Davacı, mirasbırakan babası…’nin 03.10.2004 tarihinde öldüğünü, geriye mirasçı olarak kendisinin, davalı annesinin ve dava dışı …’nin kaldığını, tüm mirasçıların hem … hem Türk vatandaşı olduğunu, kendisinin Bakanlar Kurulu’nun 26.05.2014 tarihli kararıyla Türk vatandaşlığından çıkarıldığını, dava dışı Fahri’nin ise 17.09.1999 tarihli kararla vatandaşlıktan çıktığını, murisin ölüm tarihinde Türk vatandaşı olan tek mirasçısı olan davalı annesinin babasından kalan 11 parsel sayılı taşınmazın tamamını adına intikal ettirdiğini, kendisinin de miras hakkı bulunduğunu ileri sürüp, davalı adına olan tapunun iptali ile miras payı oranında adına tescilini istemiştir.
Davalı, yapılan intikalin davacı ve dava dışı oğlunun rızasıyla yapılmış olduğunu belirterek davanın reddini savunmuştur.
Mahkemece, ispatlandığı gerekçesiyle davanın kabulüne karar verilmiştir.
Dosya içeriği ve toplanan delillerden; … Sulh Hukuk Mahkemesi’nin 2005/ 285 E. 2005/ 209 K. sayılı 10.03.2005 tarihli veraset ilamı uyarınca, murisin tek mirasçısı davalının olduğu, davalının bu veraset ilamına dayanarak muris adına kayıtlı 11 parsel sayılı taşınmazın tamamını 11.08.2005 tarihinde adına intikal ettirdiği, ancak davacının dosyaya ibraz ettiği … 6. Sulh Hukuk Mahkemesinin 2013/ 853 E. 2013/ 819 K. sayılı 20.09.2013 tarihli veraset ilamında, davacının da mirasçı olarak belirlendiği anlaşılmaktadır.
Hemen belirtilmelidir ki, ketmi verese (mirasçılığın gizlenmesi) davalarında uyuşmazlık hasımlı olarak alınacak veraset ilamı ile çözümlenebilecektir.
Somut olaya gelince; hem intikale esas alınan veraset ilamı hem de davacının mirasçılığını gösteren ve karara dayanak alınan veraset ilamı hasımsız alınmış olup, mirasçılık belgelerinin aksi sabit oluncaya kadar geçerli olduğu gözetilerek bu konudaki uyuşmazlığın hasımlı veraset ilamı alınarak açıklığa kavuşturulması zorunludur.

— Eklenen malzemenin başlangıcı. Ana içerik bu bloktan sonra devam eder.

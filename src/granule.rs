/*!
 * Granules as returned by a catalog search, and the tuples they get grouped into.
 */

use chrono::{DateTime, Utc};

/**
 * A single remote data unit found by a catalog search.
 *
 * The crate never changes a granule after the catalog hands it over. It only reads the data links
 * to derive timestamp keys and the begin time to order results.
 */
#[derive(Debug, Clone, PartialEq)]
pub struct Granule {
    /// Catalog identifier, e.g. the CMR concept id or granule UR.
    pub id: String,
    /// Remote data links in catalog order. The first one names the primary data file.
    pub links: Vec<String>,
    /// Start of the temporal extent of the granule.
    pub begin: DateTime<Utc>,
}

impl Granule {
    pub fn new(id: impl Into<String>, links: Vec<String>, begin: DateTime<Utc>) -> Self {
        Granule {
            id: id.into(),
            links,
            begin,
        }
    }

    /// The primary data link, if the catalog provided any.
    pub fn primary_link(&self) -> Option<&str> {
        self.links.first().map(String::as_str)
    }
}

/// A spectral granule, optionally with the geolocation granule of the same acquisition.
#[derive(Debug, Clone, PartialEq)]
pub enum GranulePair {
    /// The product is self contained, no geolocation needed.
    Single(Granule),
    /// Spectral granule first, geolocation second.
    Paired(Granule, Granule),
}

impl GranulePair {
    /// The spectral granule.
    pub fn primary(&self) -> &Granule {
        match self {
            GranulePair::Single(g) => g,
            GranulePair::Paired(g, _) => g,
        }
    }

    /// The geolocation granule, if paired.
    pub fn geolocation(&self) -> Option<&Granule> {
        match self {
            GranulePair::Single(_) => None,
            GranulePair::Paired(_, geo) => Some(geo),
        }
    }

    /// Number of granules in the tuple, 1 or 2.
    pub fn arity(&self) -> usize {
        match self {
            GranulePair::Single(_) => 1,
            GranulePair::Paired(..) => 2,
        }
    }

    /// Iterate the granules in tuple order.
    pub fn granules(&self) -> impl Iterator<Item = &Granule> {
        std::iter::once(self.primary()).chain(self.geolocation())
    }
}

/// A closed time interval to search in.
#[derive(Debug, Clone, Copy, PartialEq)]
pub struct TimeRange {
    pub start: DateTime<Utc>,
    pub end: DateTime<Utc>,
}

impl TimeRange {
    pub fn new(start: DateTime<Utc>, end: DateTime<Utc>) -> Self {
        TimeRange { start, end }
    }
}

#[cfg(test)]
mod test {
    use super::*;
    use chrono::TimeZone;

    fn granule(id: &str) -> Granule {
        Granule::new(
            id,
            vec![format!("https://host/{}.nc", id)],
            Utc.with_ymd_and_hms(2024, 5, 2, 10, 0, 0).unwrap(),
        )
    }

    #[test]
    fn test_pair_accessors() {
        let single = GranulePair::Single(granule("a"));
        assert_eq!(single.arity(), 1);
        assert_eq!(single.primary().id, "a");
        assert!(single.geolocation().is_none());
        assert_eq!(single.granules().count(), 1);

        let paired = GranulePair::Paired(granule("b"), granule("c"));
        assert_eq!(paired.arity(), 2);
        let ids: Vec<_> = paired.granules().map(|g| g.id.as_str()).collect();
        assert_eq!(ids, ["b", "c"]);
    }

    #[test]
    fn test_primary_link() {
        let g = granule("a");
        assert_eq!(g.primary_link(), Some("https://host/a.nc"));

        let empty = Granule::new("empty", vec![], g.begin);
        assert_eq!(empty.primary_link(), None);
    }
}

Ne var ki, davacı tarafından dosyaya hasımlı veraset ilamı sunulmadığı gibi kendisine hasımlı veraset ilamı alması için olanak da tanınmamıştır.
Hâl böyle olunca; davacıya hasımlı veraset ilamı alması için olanak tanınması, alınacak hasımlı mirasçılık belgesinde davacının mirasçı olduğu ve taraf ehliyetinin bulunduğu belirlendiği takdirde işin esasının incelenmesi ve sonucuna göre bir karar verilmesi gerekirken, değinilen husus üzerinde durulmaksızın yazılı olduğu üzere hüküm kurulması doğru değildir.
Davalının yerinde bulunan temyiz itirazlarının kabulü ile, hükmün (6100 sayılı Yasanın geçici 3.maddesi yollaması ile) 1086 sayılı HUMK’un 428.maddesi gereğince BOZULMASINA, alınan peşin harcın temyiz edene geri verilmesine, 01/07/2019 tarihinde oybirliğiyle karar verildi.